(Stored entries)
━━━━━━━━━━━━━━━━

//! Version identity and the reserved property names of the versioning layer.

use serde::{Deserialize, Serialize};
use std::fmt;

/// Lower validity bound of a versioned entity.
pub const VALID_FROM: &str = "__valid_from__";

/// Upper validity bound of a versioned entity.
pub const VALID_TO: &str = "__valid_to__";

/// Logical delete marker, interpreted at the next commit.
pub const DELETED: &str = "__deleted__";

/// Latest allocated version, kept on the reference node.
pub const LATEST_VERSION: &str = "__latest_version__";

/// Relationship type linking a holder to its previous snapshot.
pub const PREV_VERSION: &str = "__PREV_VERSION__";

/// Returns true for keys owned by the versioning layer.
///
/// Internal keys never count as a property change and are hidden from
/// enumerations.
#[must_use]
pub fn is_internal_key(key: &str) -> bool {
    matches!(key, VALID_FROM | VALID_TO | DELETED | LATEST_VERSION)
}

/// A committed transaction's version number.
///
/// Versions are allocated once per commit, starting at 1. [`Version::ZERO`]
/// means nothing has been committed yet.
#[derive(
    Debug, Clone, Copy, Default, PartialEq, Eq, Hash, PartialOrd, Ord, Serialize, Deserialize,
)]
#[serde(transparent)]
pub struct Version(u64);

impl Version {
    /// The version before the first commit.
    pub const ZERO: Self = Self(0);

    /// Creates a version from its number.
    #[must_use]
    pub const fn new(value: u64) -> Self {
        Self(value)
    }

    /// Returns the version number.
    #[must_use]
    pub const fn value(self) -> u64 {
        self.0
    }

    /// Returns the version directly before this one, saturating at zero.
    #[must_use]
    pub const fn previous(self) -> Self {
        Self(self.0.saturating_sub(1))
    }

    /// Returns the version directly after this one.
    #[must_use]
    pub const fn next(self) -> Self {
        Self(self.0.saturating_add(1))
    }
}

impl From<u64> for Version {
    fn from(value: u64) -> Self {
        Self(value)
    }
}

impl From<Version> for u64 {
    fn from(version: Version) -> Self {
        version.0
    }
}

impl fmt::Display for Version {
    fn fmt(&self, f: &mut fmt::Formatter<'_>) -> fmt::Result {
        write!(f, "{}", self.0)
    }
}

#[cfg(test)]
mod tests {
    use super::*;

    #[test]
    fn test_internal_keys() {
        assert!(is_internal_key(VALID_FROM));
        assert!(is_internal_key(VALID_TO));
        assert!(is_internal_key(DELETED));
        assert!(is_internal_key(LATEST_VERSION));
        assert!(!is_internal_key("name"));
        assert!(!is_internal_key(PREV_VERSION));
    }

    #[test]
    fn test_version_arithmetic() {
        assert_eq!(Version::new(5).previous(), Version::new(4));
        assert_eq!(Version::ZERO.previous(), Version::ZERO);
        assert_eq!(Version::new(5).next().value(), 6);
        assert!(Version::new(2) > Version::new(1));
    }

    #[test]
    fn test_version_display() {
        assert_eq!(Version::new(42).to_string(), "42");
    }
}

━━━━━━━━━━━━━━━━

» **What to do**: Collect every line with the string "before" from the records, and copy each.

» **Exercise answer**:
    /// The version before the first commit.
    /// Returns the version directly before this one, saturating at zero.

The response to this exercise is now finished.